Prepare Early to Become a Better Golfer
There are 25 million golfers in the United States populating over 15,000 golf courses. While golf in one form or another has been around for centuries, the game has become, more than ever, a complex game of carefully honed individual skills: technical, tactical, competition strategy, mindset, and performance. It’s no coincidence that the vast majority of top golfers today started playing in their early teens or before.
Junior golf camps help youngsters begin to develop these skills early. Following are the skills that are taught at a golf camp:
According to the USGA, a professional golfer is allowed to have 14 clubs in his/her golf bag. This includes the standard 12 clubs: three woods (1-3), eight irons (3-9), a pitching wedge, and a putter. Knowing how to use them all takes a lot of practice and experience. A professional instructor can help youths get better acquainted with all of these clubs and master the full golf swing as well as pitching, chipping, and putting.
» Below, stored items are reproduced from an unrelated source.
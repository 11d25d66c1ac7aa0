//! Child reaper
//!
//! Child-subreaper status and SIGCHLD are process-wide, so there is one
//! reaper per process. Every child the agent starts is spawned through
//! [`Reaper::track`], which holds the pid table lock across the spawn: the
//! reaper cannot collect a pid before its owner is recorded. Anything
//! reaped without an owner is an adopted orphan and is discarded.

use std::collections::HashMap;
use std::panic::{catch_unwind, AssertUnwindSafe};
use std::sync::atomic::{AtomicU64, Ordering};
use std::sync::{Mutex, MutexGuard, OnceLock};
use std::time::Duration;

use nix::errno::Errno;
use nix::sys::wait::{waitpid, WaitPidFlag, WaitStatus};
use nix::unistd::Pid;
use tokio::sync::oneshot;

use crate::signals;

/// Sweep interval in case a SIGCHLD was coalesced away
const SWEEP_INTERVAL: Duration = Duration::from_millis(500);

static REAPER: OnceLock<Reaper> = OnceLock::new();

fn lock<T>(mutex: &Mutex<T>) -> MutexGuard<'_, T> {
    mutex.lock().unwrap_or_else(|poisoned| poisoned.into_inner())
}

/// Process-wide reaper of child processes
pub struct Reaper {
    pids: Mutex<HashMap<i32, oneshot::Sender<u32>>>,
    orphans: AtomicU64,
}

impl Reaper {
    /// The process reaper, started on first use
    pub fn global() -> &'static Reaper {
        REAPER.get_or_init(|| {
            let reaper = Reaper {
                pids: Mutex::new(HashMap::new()),
                orphans: AtomicU64::new(0),
            };
            become_subreaper();
            if let Err(e) = std::thread::Builder::new()
                .name("tether-reaper".into())
                .spawn(run)
            {
                tracing::error!("Failed to start child reaper: {}", e);
            }
            reaper
        })
    }

    /// Spawn a child and register for its exit status
    ///
    /// `spawn` runs under the pid table lock and returns the child's pid
    /// together with whatever else the caller needs from the spawn.
    pub fn track<T, E, F>(&self, spawn: F) -> Result<(T, oneshot::Receiver<u32>), E>
    where
        F: FnOnce() -> Result<(i32, T), E>,
    {
        let mut pids = lock(&self.pids);
        let (pid, value) = spawn()?;
        let (tx, rx) = oneshot::channel();
        pids.insert(pid, tx);
        Ok((value, rx))
    }

    /// Orphans reaped so far
    pub fn orphans(&self) -> u64 {
        self.orphans.load(Ordering::Relaxed)
    }

    /// Collect every child with a pending status change
    fn reap(&self) {
        let flags = WaitPidFlag::WNOHANG | WaitPidFlag::WUNTRACED | WaitPidFlag::WCONTINUED;
        let mut pids = lock(&self.pids);

        loop {
            let (pid, code) = match waitpid(Pid::from_raw(-1), Some(flags)) {
                Ok(WaitStatus::Exited(pid, code)) => (pid, code as u32),
                Ok(WaitStatus::Signaled(pid, signal, _)) => (pid, signals::exit_code(signal)),
                Ok(WaitStatus::StillAlive) | Err(Errno::ECHILD) => break,
                Ok(other) => {
                    tracing::trace!("Non-exit status change: {:?}", other);
                    continue;
                }
                Err(Errno::EINTR) => continue,
                Err(e) => {
                    tracing::warn!("waitpid failed: {}", e);
                    break;
                }
            };

            match pids.remove(&pid.as_raw()) {
                Some(owner) => {
                    tracing::debug!(pid = pid.as_raw(), "Reaped child with status {}", code);
                    let _ = owner.send(code);
                }
                None => {
                    tracing::debug!(pid = pid.as_raw(), "Reaped adopted zombie");
                    self.orphans.fetch_add(1, Ordering::Relaxed);
                }
            }
        }
    }
}

#[cfg(target_os = "linux")]
fn become_subreaper() {
    if let Err(e) = nix::sys::prctl::set_child_subreaper(true) {
        tracing::warn!("Failed to become child subreaper: {}", e);
    }
}

#[cfg(not(target_os = "linux"))]
fn become_subreaper() {}

/// Reaper thread body: one SIGCHLD-driven loop on a private runtime
fn run() {
    let runtime = match tokio::runtime::Builder::new_current_thread()
        .enable_all()
        .build()
    {
        Ok(runtime) => runtime,
        Err(e) => {
            tracing::error!("Failed to build reaper runtime: {}", e);
            return;
        }
    };

    runtime.block_on(async {
        let mut sigchld =
            match tokio::signal::unix::signal(tokio::signal::unix::SignalKind::child()) {
                Ok(sig) => Some(sig),
                Err(e) => {
                    tracing::warn!("No SIGCHLD handler, sweeping only: {}", e);
                    None
                }
            };
        let mut sweep = tokio::time::interval(SWEEP_INTERVAL);

        loop {
            match sigchld.as_mut() {
                Some(sig) => {
                    tokio::select! {
                        _ = sig.recv() => {}
                        _ = sweep.tick() => {}
                    }
                }
                None => {
                    sweep.tick().await;
                }
            }

            let Some(reaper) = REAPER.get() else { continue };
            if catch_unwind(AssertUnwindSafe(|| reaper.reap())).is_err() {
                tracing::error!("Recovered from panic in child reaper");
            }
        }
    });
}
//! Core error types for tether attach

use std::path::PathBuf;
use tether_protocol::{HandshakeError, ProtocolError};
use thiserror::Error;

use crate::types::ContainerId;

/// Top-level error type
#[derive(Error, Debug)]
pub enum TetherError {
    #[error("Protocol error: {0}")]
    Protocol(#[from] ProtocolError),

    #[error("Handshake error: {0}")]
    Handshake(#[from] HandshakeError),

    #[error("Interaction error: {0}")]
    Interaction(#[from] InteractionError),

    #[error("Connector error: {0}")]
    Connector(#[from] ConnectorError),

    #[error("Session error: {0}")]
    Session(#[from] SessionError),

    #[error("Configuration error: {0}")]
    Config(#[from] ConfigError),

    #[error("I/O error: {0}")]
    Io(#[from] std::io::Error),
}

/// Failures of operations on one attach channel
#[derive(Error, Debug, Clone, PartialEq, Eq)]
pub enum InteractionError {
    /// The peer or the connection to it is gone
    #[error("Transport closed")]
    TransportClosed,

    /// The agent refused to open the attach channel
    #[error("Channel open rejected ({reason}): {message}")]
    ChannelOpenRejected { reason: String, message: String },

    #[error("Signal {0} failed")]
    SignalFailed(String),

    #[error("Window change failed")]
    ResizeFailed,

    #[error("Ping failed: {0}")]
    PingFailed(String),

    #[error("Close stdin failed")]
    CloseStdinFailed,

    #[error("Unblock failed")]
    UnblockFailed,

    /// A request was answered with failure
    #[error("Request {0} failed")]
    RequestFailed(String),

    /// No reply to a request within the ping timeout
    #[error("Request {0} timed out")]
    Timeout(String),
}

impl From<ProtocolError> for InteractionError {
    fn from(e: ProtocolError) -> Self {
        match e {
            ProtocolError::OpenRejected { reason, message } => {
                InteractionError::ChannelOpenRejected {
                    reason: reason.to_string(),
                    message,
                }
            }
            e if e.is_transport_closed() => InteractionError::TransportClosed,
            e => InteractionError::RequestFailed(e.to_string()),
        }
    }
}

/// Failures of the connector registry
#[derive(Error, Debug, Clone, PartialEq, Eq)]
pub enum ConnectorError {
    #[error("Transport closed")]
    TransportClosed,

    /// The caller's deadline passed
    #[error("Timed out waiting for interaction")]
    Timeout,

    /// The caller cancelled the wait
    #[error("Interaction wait cancelled")]
    Cancelled,

    /// Single lookup found nothing
    #[error("No interaction for container {0}")]
    NotFound(ContainerId),

    /// The connector has been stopped
    #[error("Connector stopped")]
    Stopped,

    #[error("Failed to bind listener: {0}")]
    Bind(String),

    #[error("Interaction error: {0}")]
    Interaction(#[from] InteractionError),
}

/// Agent-side session failures
#[derive(Error, Debug)]
pub enum SessionError {
    #[error("Session not found: {0}")]
    NotFound(String),

    #[error("Session already started: {0}")]
    AlreadyStarted(String),

    #[error("Session is not running: {0}")]
    NotRunning(String),

    #[error("Failed to spawn process: {0}")]
    Spawn(String),

    #[error("PTY error: {0}")]
    Pty(String),

    #[error("Unknown signal: {0}")]
    UnknownSignal(String),

    #[error("Failed to deliver signal: {0}")]
    Signal(String),

    #[error("Unknown user or group: {0}")]
    UnknownUser(String),

    #[error("I/O error: {0}")]
    Io(#[from] std::io::Error),
}

/// Configuration-related errors
#[derive(Error, Debug)]
pub enum ConfigError {
    #[error("Config file not found: {0}")]
    NotFound(PathBuf),

    #[error("Invalid config: {0}")]
    Invalid(String),

    #[error("TOML parse error: {0}")]
    Parse(#[from] toml::de::Error),

    #[error("TOML serialize error: {0}")]
    Serialize(#[from] toml::ser::Error),

    #[error("JSON error: {0}")]
    Json(#[from] serde_json::Error),

    #[error("Missing required field: {0}")]
    MissingField(String),
}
It’s not enough to know how to swing a club. Course management is an essential part of becoming a competitive golfer. The importance of understanding the course layout and reading each fairway and green properly cannot be underestimated. Additionally, pre-shot routines, recovery shots, and shaping shots are all part of the tactical aspect of golf.
Learning the technical and tactical sides of golf will help a junior player understand the equipment and golf course. But in competitive play, your opponent has those same skills. Learning effective competition strategy will help you outthink your opponent. The ability to assess both the challenges and opportunities for each hole is vital to get the edge on the competition. Effective shot combinations and club selection, helping to shave off an extra stroke or two, often make the difference between first and second place. At a golf camp, professional instructors share their years of experience with junior golfers and prepare them early for competitive play.
The Mental Aspect
Golf requires knowledge of the equipment and when and how to use it, but it’s also a game of confidence, focus, concentration, and discipline. Envisioning shots; not losing confidence after a bad shot, triple bogey, or terrible round; attitude; and mental preparation are often what separate the men from the boys on the links. Camp instructors can provide helpful tips to junior golfers to help them understand and develop the mental aspect of the game.
Be Ahead of the Pack
Of the 25 million golfers nationwide, most are weekend warriors that have achieved a mediocre level and, despite frustrating shots and rounds, will never appreciably improve. A junior golf camp helps youths avoid falling into hard-to-break bad habits and learn the entire game of golf. An early start means acquiring and developing the necessary skills and knowledge of the game to become a competitive golfer for years to come.